__Extracted records__:
┌────────
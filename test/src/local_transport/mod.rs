//! In-memory transport for end-to-end testing. Routes payloads between the
//! Authority and one Dependent without any network I/O.

use std::{
    collections::VecDeque,
    sync::{Arc, Mutex},
};

use graft_shared::{MessageReceiver, MessageSender, TransportError};

type Queue = Arc<Mutex<VecDeque<Vec<u8>>>>;

/// Shared state of both directions of a link
#[derive(Clone, Default)]
pub struct LocalLink {
    to_authority: Queue,
    to_dependent: Queue,
    closed: Arc<Mutex<bool>>,
}

impl LocalLink {
    /// Closes both directions. Payloads already queued can still be read.
    pub fn disconnect(&self) {
        *self.closed.lock().unwrap() = true;
    }

    pub fn is_connected(&self) -> bool {
        !*self.closed.lock().unwrap()
    }

    /// Number of payloads queued in either direction
    pub fn pending(&self) -> usize {
        self.to_authority.lock().unwrap().len() + self.to_dependent.lock().unwrap().len()
    }
}

/// Both halves of both ends of a link
pub struct LocalTransportPair {
    pub link: LocalLink,
    pub authority_sender: Box<dyn MessageSender>,
    pub authority_receiver: Box<dyn MessageReceiver>,
    pub dependent_sender: Box<dyn MessageSender>,
    pub dependent_receiver: Box<dyn MessageReceiver>,
}

impl LocalTransportPair {
    pub fn new() -> Self {
        let link = LocalLink::default();
        Self {
            authority_sender: Box::new(LocalSender {
                queue: link.to_dependent.clone(),
                closed: link.closed.clone(),
            }),
            authority_receiver: Box::new(LocalReceiver {
                queue: link.to_authority.clone(),
                closed: link.closed.clone(),
            }),
            dependent_sender: Box::new(LocalSender {
                queue: link.to_authority.clone(),
                closed: link.closed.clone(),
            }),
            dependent_receiver: Box::new(LocalReceiver {
                queue: link.to_dependent.clone(),
                closed: link.closed.clone(),
            }),
            link,
        }
    }
}

impl Default for LocalTransportPair {
    fn default() -> Self {
        Self::new()
    }
}

struct LocalSender {
    queue: Queue,
    closed: Arc<Mutex<bool>>,
}

impl MessageSender for LocalSender {
    fn send(&mut self, payload: &[u8]) -> Result<(), TransportError> {
        if *self.closed.lock().unwrap() {
            return Err(TransportError::Closed);
        }
        self.queue.lock().unwrap().push_back(payload.to_vec());
        Ok(())
    }
}

struct LocalReceiver {
    queue: Queue,
    closed: Arc<Mutex<bool>>,
}

impl MessageReceiver for LocalReceiver {
    fn receive(&mut self) -> Result<Option<Vec<u8>>, TransportError> {
        if let Some(payload) = self.queue.lock().unwrap().pop_front() {
            return Ok(Some(payload));
        }
        if *self.closed.lock().unwrap() {
            return Err(TransportError::Closed);
        }
        Ok(None)
    }
}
└────────
__Task item__: The lines from the one holding "fn default() ->" to the last line of the entries, both included: retype them exactly and give nothing else.

__Answer box__:
    fn default() -> Self {
        Self::new()
    }
}

struct LocalSender {
    queue: Queue,
    closed: Arc<Mutex<bool>>,
}

impl MessageSender for LocalSender {
    fn send(&mut self, payload: &[u8]) -> Result<(), TransportError> {
        if *self.closed.lock().unwrap() {
            return Err(TransportError::Closed);
        }
        self.queue.lock().unwrap().push_back(payload.to_vec());
        Ok(())
    }
}

struct LocalReceiver {
    queue: Queue,
    closed: Arc<Mutex<bool>>,
}

impl MessageReceiver for LocalReceiver {
    fn receive(&mut self) -> Result<Option<Vec<u8>>, TransportError> {
        if let Some(payload) = self.queue.lock().unwrap().pop_front() {
            return Ok(Some(payload));
        }
        if *self.closed.lock().unwrap() {
            return Err(TransportError::Closed);
        }
        Ok(None)
    }
}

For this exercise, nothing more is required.